NY 14120-0748, USA 2 Taylor Devices Europe, 18 rue J-B Vannypen,

Brussels 1160, Belgium

ABSTRACT The new political climate at the end of the Cold War in 1990 caused a restructuring period for the American defense industry. One of the results was that previously restricted military technologies became available to the general public. Highly advanced products and services suddenly appeared in the marketplace, seemingly out of nowhere. Perhaps the best known of these is the now ubiquitous Internet, which in reality came from 1970's defense technology. In the civil engineering field, high capacity fluid viscous dampers, used extensively in military applications, have found commercial applications on buildings and bridges subjected to seismic and/or wind storm inputs. Because fluid damping technology was proven thoroughly reliable and robust through decades of Cold War usage, implementation on commercial structures has taken place very quickly. This presentation provides a brief overview of fluid damping technology with specific case studies being provided from four of more than eighty major buildings and bridges now equipped with fluid viscous dampers. Keywords: Fluid viscous damper; damping technology; energy dissipation INTRODUCTION TO FLUID VISCOUS DAMPER TECHNOLOGY Damping is one of many different methods that have been proposed for allowing a structure to achieve optimal performance when it is subjected to seismic, wind storm, blast or other types of transient shock and vibration disturbances. Conventional approach would dictate that the structure must inherently attenuate or dissipate the effects of transient inputs through a combination of strength, flexibility, and deformability. The level of damping in a conventional elastic structure is very low, and hence the amount of energy dissipated during transient disturbances is also very low. During strong motions, such as earthquakes, conventional structures usually deform well beyond their elastic limits, and eventually fail or collapse. Therefore, most of the energy dissipated is absorbed by the structure itself through localized damage as it fails.
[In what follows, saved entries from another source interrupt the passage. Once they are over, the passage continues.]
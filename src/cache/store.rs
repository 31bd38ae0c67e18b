use anyhow::{Context as _, Result};
use chrono::{DateTime, Utc};
use serde::{Deserialize, Serialize};
use std::collections::HashMap;
use std::path::{Path, PathBuf};
use tokio::fs;
use tracing::{info, warn};

/// Nombre del archivo de índice dentro del directorio de caché
pub const INDEX_FILE: &str = "index.json";

/// Registro de un archivo de audio cacheado
#[derive(Debug, Clone, Serialize, Deserialize)]
pub struct CacheEntry {
    pub key: String,
    pub file_path: PathBuf,
    pub size_bytes: u64,
    pub last_accessed: DateTime<Utc>,
    pub created_at: DateTime<Utc>,
}

/// Tabla persistente de entradas del caché de audio.
///
/// El índice vive como `index.json` dentro del directorio de caché, junto a
/// los archivos de audio (`<key>.<ext>`). Toda mutación pasa por el
/// [`AudioCacheManager`](super::AudioCacheManager), que serializa el acceso.
#[derive(Debug)]
pub struct CacheStore {
    index_path: PathBuf,
    entries: HashMap<String, CacheEntry>,
}

impl CacheStore {
    /// Abre (o crea) el índice en `cache_dir`.
    ///
    /// Un índice ilegible no es fatal: se empieza con una tabla vacía y la
    /// reconciliación de arranque elimina los archivos que queden huérfanos.
    pub async fn open(cache_dir: &Path) -> Result<Self> {
        fs::create_dir_all(cache_dir)
            .await
            .with_context(|| format!("creando directorio de caché {}", cache_dir.display()))?;

        let index_path = cache_dir.join(INDEX_FILE);
        let entries = match fs::read_to_string(&index_path).await {
            Ok(raw) => match serde_json::from_str::<HashMap<String, CacheEntry>>(&raw) {
                Ok(entries) => entries,
                Err(e) => {
                    warn!("⚠️ Índice de caché ilegible ({}), empezando vacío", e);
                    HashMap::new()
                }
            },
            Err(_) => HashMap::new(),
        };

        info!(
            "📁 Índice de caché abierto: {} entradas en {}",
            entries.len(),
            cache_dir.display()
        );

        Ok(Self { index_path, entries })
    }

    pub fn get(&self, key: &str) -> Option<&CacheEntry> {
        self.entries.get(key)
    }

    /// Actualiza `last_accessed` de una entrada existente.
    pub fn touch(&mut self, key: &str) {
        if let Some(entry) = self.entries.get_mut(key) {
            entry.last_accessed = Utc::now();
        }
    }

    /// Inserta o reemplaza la entrada para su clave.
    pub fn insert(&mut self, entry: CacheEntry) {
        self.entries.insert(entry.key.clone(), entry);
    }

    pub fn remove(&mut self, key: &str) -> Option<CacheEntry> {
        self.entries.remove(key)
    }

    pub fn clear(&mut self) {
        self.entries.clear();
    }

    pub fn len(&self) -> usize {
        self.entries.len()
    }

    #[allow(dead_code)]
    pub fn is_empty(&self) -> bool {
        self.entries.is_empty()
    }

    pub fn entries(&self) -> impl Iterator<Item = &CacheEntry> {
        self.entries.values()
    }

    /// Tamaño total recalculado desde las entradas, nunca un contador aparte.
    pub fn total_size(&self) -> u64 {
        self.entries.values().map(|e| e.size_bytes).sum()
    }

    /// Candidata a expulsión: la entrada con el `last_accessed` más antiguo.
    /// Empates se resuelven por `created_at` y después por clave.
    pub fn lru_candidate(&self) -> Option<&CacheEntry> {
        self.entries.values().min_by(|a, b| {
            a.last_accessed
                .cmp(&b.last_accessed)
                .then(a.created_at.cmp(&b.created_at))
                .then(a.key.cmp(&b.key))
        })
    }

    /// Verdadero si `path` es el archivo de índice (no debe tratarse como
    /// audio huérfano).
    pub fn is_index_file(&self, path: &Path) -> bool {
        path == self.index_path
    }

    /// Escribe el índice a disco.
    pub async fn persist(&self) -> Result<()> {
        let raw = serde_json::to_string_pretty(&self.entries)?;
        fs::write(&self.index_path, raw)
            .await
            .with_context(|| format!("escribiendo índice {}", self.index_path.display()))?;
        Ok(())
    }
}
The concept of supplemental dampers added to a structure assumes that much of the energy

input to the structure from a transient will be absorbed, not by the structure itself, but rather by supplemental damping elements. An idealized damper would be of a form such that the force being produced by the damper is of such a magnitude and function that the damper forces do not increase overall stress in the structure. Properly implemented, an ideal damper should be able to simultaneously reduce both stress and deflection in the structure. Although the concept of large added-on fluid viscous dampers seemed viable, the normal development cycle time to thoroughly test and implement the technology could be expected to take many years. This is especially true when taking into consideration the traditionally long approval cycles for incorporation of new technology into the building and bridge codes. When the Cold War ended in 1990, it was revealed that several branches of the U.S. military had been using large fluid viscous dampers for more than 35 years as part of their strategic defense programs. More importantly, the manufacturers of these formerly classified components were interested in transitioning the technology for civilian use. The question was however : Can a fluid viscous damper, designed to protect missile silos and ships against nuclear explosions, be used cost-effectively for earthquake protection? If so, then the technology could be quickly implemented, since the products were already in production. For example, Figure 1 is a declassified photo, circa 1961, of a test on a 200 tonnes force fluid viscous damper built for the U.S. Air Force. The use of the damper was on the base isolation system for the Atlas Ballistic Missile, based within an underground launch silo. Dampers of this type were produced in many different forces and deflections for use by the U.S. Army, Navy and Air Force. In this context, demonstration of the benefits of damping technology on civilian structures could take place immediately, using existing dampers and the seismic test facilities already available at U.S. university research centers.

Figure 1: Test for 200 tonnes damper for US Air Force (1961)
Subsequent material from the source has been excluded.